**Task statement:** Without any change, set down every record below.

**Record extracts:**
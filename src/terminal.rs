//! Line-oriented terminal rendering of one task view.
//!
//! The terminal plays three roles for the controller: the container region
//! ([`InstanceView`]), the dialog surface ([`ModalPresenter`]) and the place
//! solve notifications show up ([`SolveSignalSource`]).

use std::io::{self, Write};
use std::sync::{Arc, Mutex, MutexGuard, PoisonError};

use async_trait::async_trait;
use crossterm::style::{Stylize, style};
use tokio::sync::{Mutex as AsyncMutex, mpsc};
use tracing::{debug, warn};

use crate::modal::{ModalContent, ModalPresenter};
use crate::types::{ConnectionLink, RegionId, UiState};
use crate::view::{InstanceView, Panel};
use crate::watcher::SolveSignalSource;

/// Input lines shared between the command loop and confirmation prompts.
pub type SharedInput = Arc<AsyncMutex<mpsc::UnboundedReceiver<String>>>;

pub fn input_channel() -> (mpsc::UnboundedSender<String>, SharedInput) {
    let (tx, rx) = mpsc::unbounded_channel();
    (tx, Arc::new(AsyncMutex::new(rx)))
}

#[derive(Debug, Default)]
struct Screen {
    panel: Option<Panel>,
    /// Region currently able to receive countdown text.
    countdown_region: Option<RegionId>,
    countdown_text: Option<String>,
    printed_minutes: Option<String>,
    modal: Option<ModalContent>,
    hidden: bool,
    notification: Option<String>,
}

pub struct TerminalView {
    task_name: String,
    out: Mutex<Box<dyn Write + Send>>,
    screen: Mutex<Screen>,
    input: SharedInput,
}

impl TerminalView {
    pub fn new(task_name: impl Into<String>, out: Box<dyn Write + Send>, input: SharedInput) -> Self {
        Self {
            task_name: task_name.into(),
            out: Mutex::new(out),
            screen: Mutex::new(Screen::default()),
            input,
        }
    }

    pub fn stdout(task_name: impl Into<String>, input: SharedInput) -> Self {
        Self::new(task_name, Box::new(io::stdout()), input)
    }

    pub fn input(&self) -> &SharedInput {
        &self.input
    }

    pub fn panel(&self) -> Option<Panel> {
        lock(&self.screen).panel.clone()
    }

    pub fn links(&self) -> Vec<ConnectionLink> {
        match lock(&self.screen).panel.as_ref() {
            Some(Panel::Active { links, .. }) => links.clone(),
            _ => Vec::new(),
        }
    }

    /// Link by its 1-based position in the active panel.
    pub fn link(&self, position: usize) -> Option<ConnectionLink> {
        position
            .checked_sub(1)
            .and_then(|index| self.links().into_iter().nth(index))
    }

    pub fn countdown_text(&self) -> Option<String> {
        lock(&self.screen).countdown_text.clone()
    }

    pub fn open_modal(&self) -> Option<ModalContent> {
        lock(&self.screen).modal.clone()
    }

    /// Record a platform notification, as if it had popped up next to the task.
    pub fn push_notification(&self, message: impl Into<String>) {
        lock(&self.screen).notification = Some(message.into());
    }

    pub fn set_visible(&self, visible: bool) {
        lock(&self.screen).hidden = !visible;
    }

    pub fn print_status(&self, state: &UiState) {
        let countdown = self.countdown_text();
        self.write_lines(|out| {
            match state {
                UiState::InstanceActive(record) => {
                    writeln!(
                        out,
                        "{} {} ({})",
                        style("running").green().bold(),
                        record.identifier,
                        record.short_id()
                    )?;
                    if let Some(remaining) = countdown {
                        writeln!(out, "  expires in {remaining}")?;
                    }
                }
                UiState::Expired => writeln!(out, "{}", style("expired").yellow().bold())?,
                UiState::NoInstance => writeln!(out, "{}", style("no instance").dim())?,
            }
            Ok(())
        });
    }

    pub fn print_info(&self, message: &str) {
        self.write_lines(|out| writeln!(out, "{message}"));
    }

    pub fn print_error(&self, message: &str) {
        self.write_lines(|out| writeln!(out, "{} {message}", style("error:").red().bold()));
    }

    pub fn print_help(&self) {
        self.write_lines(|out| {
            writeln!(out, "{}", style("commands").bold())?;
            for (command, help) in HELP {
                writeln!(out, "  {command:<14} {help}")?;
            }
            Ok(())
        });
    }

    fn write_lines(&self, f: impl FnOnce(&mut dyn Write) -> io::Result<()>) {
        let mut out = lock(&self.out);
        let result = f(&mut **out).and_then(|()| out.flush());
        if let Err(err) = result {
            warn!(error = %err, "failed to write to terminal");
        }
    }
}

const HELP: &[(&str, &str)] = &[
    ("start", "start an instance for this task"),
    ("stop", "stop the running instance"),
    ("restart", "request a fresh instance"),
    ("status", "show the current instance state"),
    ("ok", "confirm the open dialog"),
    ("dismiss", "close the open dialog"),
    ("open <n>", "open connection link n in the browser"),
    ("notify <text>", "simulate a platform notification"),
    ("logs", "show where the log file is"),
    ("help", "show this list"),
    ("quit", "leave"),
];

#[async_trait]
impl InstanceView for TerminalView {
    fn render(&self, panel: &Panel) {
        {
            let mut screen = lock(&self.screen);
            screen.countdown_region = panel.countdown_region().cloned();
            screen.countdown_text = None;
            screen.printed_minutes = None;
            screen.panel = Some(panel.clone());
        }

        let task_name = self.task_name.as_str();
        self.write_lines(|out| match panel {
            Panel::StartAffordance => writeln!(
                out,
                "No instance running for {task_name}. Type {} to launch one.",
                style("start").bold()
            ),
            Panel::Loading => writeln!(out, "{}", style("Starting instance...").dim()),
            Panel::Active {
                identifier, links, ..
            } => {
                writeln!(
                    out,
                    "{} {identifier}",
                    style("Instance running:").green().bold()
                )?;
                for (index, link) in links.iter().enumerate() {
                    let protocol = link.protocol.as_deref().unwrap_or("?");
                    writeln!(
                        out,
                        "  [{}] {} ({protocol}) {}",
                        index + 1,
                        style(&link.address).cyan(),
                        style(&link.url).underlined()
                    )?;
                }
                Ok(())
            }
            Panel::Expired => writeln!(
                out,
                "{} The instance will be refreshed shortly.",
                style("Instance expired.").yellow().bold()
            ),
        });
    }

    fn render_countdown(&self, region: &RegionId, remaining: &str) {
        let print = {
            let mut screen = lock(&self.screen);
            if screen.countdown_region.as_ref() != Some(region) {
                debug!(region = %region, "countdown region not mounted; skipping");
                return;
            }
            screen.countdown_text = Some(remaining.to_string());

            // One line per minute; `status` shows the exact value.
            let minutes = remaining.split(':').next().unwrap_or(remaining).to_string();
            let changed = screen.printed_minutes.as_deref() != Some(minutes.as_str());
            if changed {
                screen.printed_minutes = Some(minutes);
            }
            changed
        };

        if print {
            self.write_lines(|out| writeln!(out, "  expires in {}", style(remaining).bold()));
        }
    }

    async fn confirm(&self, prompt: &str) -> bool {
        self.write_lines(|out| write!(out, "{prompt} {} ", style("[y/N]").bold()));

        let answer = self.input.lock().await.recv().await;
        answer.is_some_and(|line| matches!(line.trim().to_ascii_lowercase().as_str(), "y" | "yes"))
    }
}

impl ModalPresenter for TerminalView {
    fn present(&self, content: &ModalContent) {
        lock(&self.screen).modal = Some(content.clone());
        self.write_lines(|out| {
            writeln!(out, "┌ {}", style(&content.title).bold())?;
            for line in content.body.lines() {
                writeln!(out, "│ {line}")?;
            }
            writeln!(
                out,
                "└ type {} for \"{}\" or {}",
                style("ok").bold(),
                content.confirm_label,
                style("dismiss").bold()
            )
        });
    }

    fn hide(&self) {
        lock(&self.screen).modal = None;
    }
}

impl SolveSignalSource for TerminalView {
    fn view_visible(&self) -> bool {
        !lock(&self.screen).hidden
    }

    fn latest_notification(&self) -> Option<String> {
        lock(&self.screen).notification.clone()
    }
}

fn lock<T>(mutex: &Mutex<T>) -> MutexGuard<'_, T> {
    mutex.lock().unwrap_or_else(PoisonError::into_inner)
}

**Your response:**
filename src/terminal.rs
//! Line-oriented terminal rendering of one task view.
//!
//! The terminal plays three roles for the controller: the container region
//! ([`InstanceView`]), the dialog surface ([`ModalPresenter`]) and the place
//! solve notifications show up ([`SolveSignalSource`]).

use std::io::{self, Write};
use std::sync::{Arc, Mutex, MutexGuard, PoisonError};

use async_trait::async_trait;
use crossterm::style::{Stylize, style};
use tokio::sync::{Mutex as AsyncMutex, mpsc};
use tracing::{debug, warn};

use crate::modal::{ModalContent, ModalPresenter};
use crate::types::{ConnectionLink, RegionId, UiState};
use crate::view::{InstanceView, Panel};
use crate::watcher::SolveSignalSource;

/// Input lines shared between the command loop and confirmation prompts.
pub type SharedInput = Arc<AsyncMutex<mpsc::UnboundedReceiver<String>>>;

pub fn input_channel() -> (mpsc::UnboundedSender<String>, SharedInput) {
    let (tx, rx) = mpsc::unbounded_channel();
    (tx, Arc::new(AsyncMutex::new(rx)))
}

#[derive(Debug, Default)]
struct Screen {
    panel: Option<Panel>,
    /// Region currently able to receive countdown text.
    countdown_region: Option<RegionId>,
    countdown_text: Option<String>,
    printed_minutes: Option<String>,
    modal: Option<ModalContent>,
    hidden: bool,
    notification: Option<String>,
}

pub struct TerminalView {
    task_name: String,
    out: Mutex<Box<dyn Write + Send>>,
    screen: Mutex<Screen>,
    input: SharedInput,
}

impl TerminalView {
    pub fn new(task_name: impl Into<String>, out: Box<dyn Write + Send>, input: SharedInput) -> Self {
        Self {
            task_name: task_name.into(),
            out: Mutex::new(out),
            screen: Mutex::new(Screen::default()),
            input,
        }
    }

    pub fn stdout(task_name: impl Into<String>, input: SharedInput) -> Self {
        Self::new(task_name, Box::new(io::stdout()), input)
    }

    pub fn input(&self) -> &SharedInput {
        &self.input
    }

    pub fn panel(&self) -> Option<Panel> {
        lock(&self.screen).panel.clone()
    }

    pub fn links(&self) -> Vec<ConnectionLink> {
        match lock(&self.screen).panel.as_ref() {
            Some(Panel::Active { links, .. }) => links.clone(),
            _ => Vec::new(),
        }
    }

    /// Link by its 1-based position in the active panel.
    pub fn link(&self, position: usize) -> Option<ConnectionLink> {
        position
            .checked_sub(1)
            .and_then(|index| self.links().into_iter().nth(index))
    }

    pub fn countdown_text(&self) -> Option<String> {
        lock(&self.screen).countdown_text.clone()
    }

    pub fn open_modal(&self) -> Option<ModalContent> {
        lock(&self.screen).modal.clone()
    }

    /// Record a platform notification, as if it had popped up next to the task.
    pub fn push_notification(&self, message: impl Into<String>) {
        lock(&self.screen).notification = Some(message.into());
    }

    pub fn set_visible(&self, visible: bool) {
        lock(&self.screen).hidden = !visible;
    }

    pub fn print_status(&self, state: &UiState) {
        let countdown = self.countdown_text();
        self.write_lines(|out| {
            match state {
                UiState::InstanceActive(record) => {
                    writeln!(
                        out,
                        "{} {} ({})",
                        style("running").green().bold(),
                        record.identifier,
                        record.short_id()
                    )?;
                    if let Some(remaining) = countdown {
                        writeln!(out, "  expires in {remaining}")?;
                    }
                }
                UiState::Expired => writeln!(out, "{}", style("expired").yellow().bold())?,
                UiState::NoInstance => writeln!(out, "{}", style("no instance").dim())?,
            }
            Ok(())
        });
    }

    pub fn print_info(&self, message: &str) {
        self.write_lines(|out| writeln!(out, "{message}"));
    }

    pub fn print_error(&self, message: &str) {
        self.write_lines(|out| writeln!(out, "{} {message}", style("error:").red().bold()));
    }

    pub fn print_help(&self) {
        self.write_lines(|out| {
            writeln!(out, "{}", style("commands").bold())?;
            for (command, help) in HELP {
                writeln!(out, "  {command:<14} {help}")?;
            }
            Ok(())
        });
    }

    fn write_lines(&self, f: impl FnOnce(&mut dyn Write) -> io::Result<()>) {
        let mut out = lock(&self.out);
        let result = f(&mut **out).and_then(|()| out.flush());
        if let Err(err) = result {
            warn!(error = %err, "failed to write to terminal");
        }
    }
}

const HELP: &[(&str, &str)] = &[
    ("start", "start an instance for this task"),
    ("stop", "stop the running instance"),
    ("restart", "request a fresh instance"),
    ("status", "show the current instance state"),
    ("ok", "confirm the open dialog"),
    ("dismiss", "close the open dialog"),
    ("open <n>", "open connection link n in the browser"),
    ("notify <text>", "simulate a platform notification"),
    ("logs", "show where the log file is"),
    ("help", "show this list"),
    ("quit", "leave"),
];

#[async_trait]
impl InstanceView for TerminalView {
    fn render(&self, panel: &Panel) {
        {
            let mut screen = lock(&self.screen);
            screen.countdown_region = panel.countdown_region().cloned();
            screen.countdown_text = None;
            screen.printed_minutes = None;
            screen.panel = Some(panel.clone());
        }

        let task_name = self.task_name.as_str();
        self.write_lines(|out| match panel {
            Panel::StartAffordance => writeln!(
                out,
                "No instance running for {task_name}. Type {} to launch one.",
                style("start").bold()
            ),
            Panel::Loading => writeln!(out, "{}", style("Starting instance...").dim()),
            Panel::Active {
                identifier, links, ..
            } => {
                writeln!(
                    out,
                    "{} {identifier}",
                    style("Instance running:").green().bold()
                )?;
                for (index, link) in links.iter().enumerate() {
                    let protocol = link.protocol.as_deref().unwrap_or("?");
                    writeln!(
                        out,
                        "  [{}] {} ({protocol}) {}",
                        index + 1,
                        style(&link.address).cyan(),
                        style(&link.url).underlined()
                    )?;
                }
                Ok(())
            }
            Panel::Expired => writeln!(
                out,
                "{} The instance will be refreshed shortly.",
                style("Instance expired.").yellow().bold()
            ),
        });
    }

    fn render_countdown(&self, region: &RegionId, remaining: &str) {
        let print = {
            let mut screen = lock(&self.screen);
            if screen.countdown_region.as_ref() != Some(region) {
                debug!(region = %region, "countdown region not mounted; skipping");
                return;
            }
            screen.countdown_text = Some(remaining.to_string());

            // One line per minute; `status` shows the exact value.
            let minutes = remaining.split(':').next().unwrap_or(remaining).to_string();
            let changed = screen.printed_minutes.as_deref() != Some(minutes.as_str());
            if changed {
                screen.printed_minutes = Some(minutes);
            }
            changed
        };

        if print {
            self.write_lines(|out| writeln!(out, "  expires in {}", style(remaining).bold()));
        }
    }

    async fn confirm(&self, prompt: &str) -> bool {
        self.write_lines(|out| write!(out, "{prompt} {} ", style("[y/N]").bold()));

        let answer = self.input.lock().await.recv().await;
        answer.is_some_and(|line| matches!(line.trim().to_ascii_lowercase().as_str(), "y" | "yes"))
    }
}

impl ModalPresenter for TerminalView {
    fn present(&self, content: &ModalContent) {
        lock(&self.screen).modal = Some(content.clone());
        self.write_lines(|out| {
            writeln!(out, "┌ {}", style(&content.title).bold())?;
            for line in content.body.lines() {
                writeln!(out, "│ {line}")?;
            }
            writeln!(
                out,
                "└ type {} for \"{}\" or {}",
                style("ok").bold(),
                content.confirm_label,
                style("dismiss").bold()
            )
        });
    }

    fn hide(&self) {
        lock(&self.screen).modal = None;
    }
}

impl SolveSignalSource for TerminalView {
    fn view_visible(&self) -> bool {
        !lock(&self.screen).hidden
    }

    fn latest_notification(&self) -> Option<String> {
        lock(&self.screen).notification.clone()
    }
}

fn lock<T>(mutex: &Mutex<T>) -> MutexGuard<'_, T> {
    mutex.lock().unwrap_or_else(PoisonError::into_inner)
}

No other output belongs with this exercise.